Publications

Publication details [#72047]

Mora, Raúl Alberto , Simon Weaver and Laura Mae Lindo. 2015. Editorial : Education and humour as tools for social awareness and critical consciousness in contemporary classrooms. The European Journal of Humour Research 3 (4) : 1–8.
Publication type
Article in journal
Publication language
English
Keywords

Annotation

It is not new to consider the instructive power of humour. Both Plato and Aristotle, through their superiority theories,saw the benefit of wit as a social corrective, although they remained suspicious of the uneducated laughter of the masses (Plato in Morreall 1987; Aristotle in Morreall 1987). This approach has informed traditions of satire and resistance humour in a myriad of contexts. Stott summarises the raison d'être of satire through its aim “to denounce folly and vice and urge ethical and political reform through the subjection of ideas to humorous analysis” (Stott 2005: 109).
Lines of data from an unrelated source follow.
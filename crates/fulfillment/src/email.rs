//! External email-dispatcher collaborator.

use std::time::Duration;

use async_trait::async_trait;
use cardrail_domain::config::CollaboratorConfig;
use serde::Deserialize;
use serde_json::json;
use thiserror::Error;

use crate::vault::Redacted;

const REQUEST_TIMEOUT: Duration = Duration::from_secs(15);

/// The redemption data handed to the dispatcher. Secrets stay wrapped until
/// the moment they are serialized onto the wire.
#[derive(Debug, Clone)]
pub struct GiftCardPayload {
    pub store: String,
    pub currency: String,
    pub amount_usd_cents: i64,
    pub number: Redacted,
    pub pin: Redacted,
}

/// Identifiers accompanying the delivery so support can trace it later.
#[derive(Debug, Clone)]
pub struct PaymentContext {
    pub payment_id: i64,
    pub session_id: String,
    pub reference: String,
    pub tx_hash: String,
}

#[derive(Debug, Error, Clone, PartialEq, Eq)]
pub enum EmailError {
    #[error("email transport error: {0}")]
    Transport(String),
}

impl From<reqwest::Error> for EmailError {
    fn from(value: reqwest::Error) -> Self {
        Self::Transport(value.to_string())
    }
}

#[async_trait]
pub trait EmailDispatcher: Send + Sync {
    /// Returns whether the dispatcher confirmed delivery. `Ok(false)` and
    /// transport errors both mean "not confirmed" to the orchestrator.
    async fn send(
        &self,
        recipient: &str,
        card: &GiftCardPayload,
        context: &PaymentContext,
    ) -> Result<bool, EmailError>;
}

pub struct HttpEmailDispatcher {
    http: reqwest::Client,
    base_url: String,
    api_key: Option<String>,
}

impl HttpEmailDispatcher {
    pub fn new(config: &CollaboratorConfig) -> Result<Self, EmailError> {
        let http = reqwest::Client::builder()
            .timeout(REQUEST_TIMEOUT)
            .build()?;
        Ok(Self {
            http,
            base_url: config.email_api_url().trim_end_matches('/').to_owned(),
            api_key: config.email_api_key().map(str::to_owned),
        })
    }
}

#[derive(Debug, Deserialize)]
struct SendResponse {
    accepted: bool,
}

#[async_trait]
impl EmailDispatcher for HttpEmailDispatcher {
    async fn send(
        &self,
        recipient: &str,
        card: &GiftCardPayload,
        context: &PaymentContext,
    ) -> Result<bool, EmailError> {
        let body = json!({
            "to": recipient,
            "template": "gift_card_delivery",
            "card": {
                "store": card.store,
                "currency": card.currency,
                "amountUsdCents": card.amount_usd_cents,
                "number": card.number.expose(),
                "pin": card.pin.expose(),
            },
            "payment": {
                "id": context.payment_id,
                "sessionId": context.session_id,
                "reference": context.reference,
                "txHash": context.tx_hash,
            },
        });

        let mut request = self
            .http
            .post(format!("{}/v1/messages", self.base_url))
            .json(&body);
        if let Some(key) = &self.api_key {
            request = request.header("x-api-key", key);
        }

        let response = request.send().await?;
        if !response.status().is_success() {
            return Err(EmailError::Transport(format!(
                "dispatcher returned HTTP {}",
                response.status()
            )));
        }
        let body: SendResponse = response.json().await?;
        Ok(body.accepted)
    }
}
The political potential of humour is easily recognised as a rhetorical and communicative device, yet it seems odd that little stock has been placed academically or culturally in the idea of humour as an educative tool in other social and cultural contexts and, more specifically, in the classroom. It is this gap that this special issue seeks to address. It was, for a very long time, easy to see the presence of a Platonic “corrective” ridicule in many educational settings, while the rebellious, revolutionary, carnivalesque laughter of the learner would be suppressed without hesitation. This special issue, however, does not focus upon the use of humour as ridicule in the classroom, although such uses of humour are examined in some of the papers. Rather, it is concerned with the collaborative, convivial, more productive uses of humour as an educative tool, particularly as a tool to elicit debate and discussion on contemporary social and cultural issues and to encourage social awareness and conscientisation, or critical consciousness.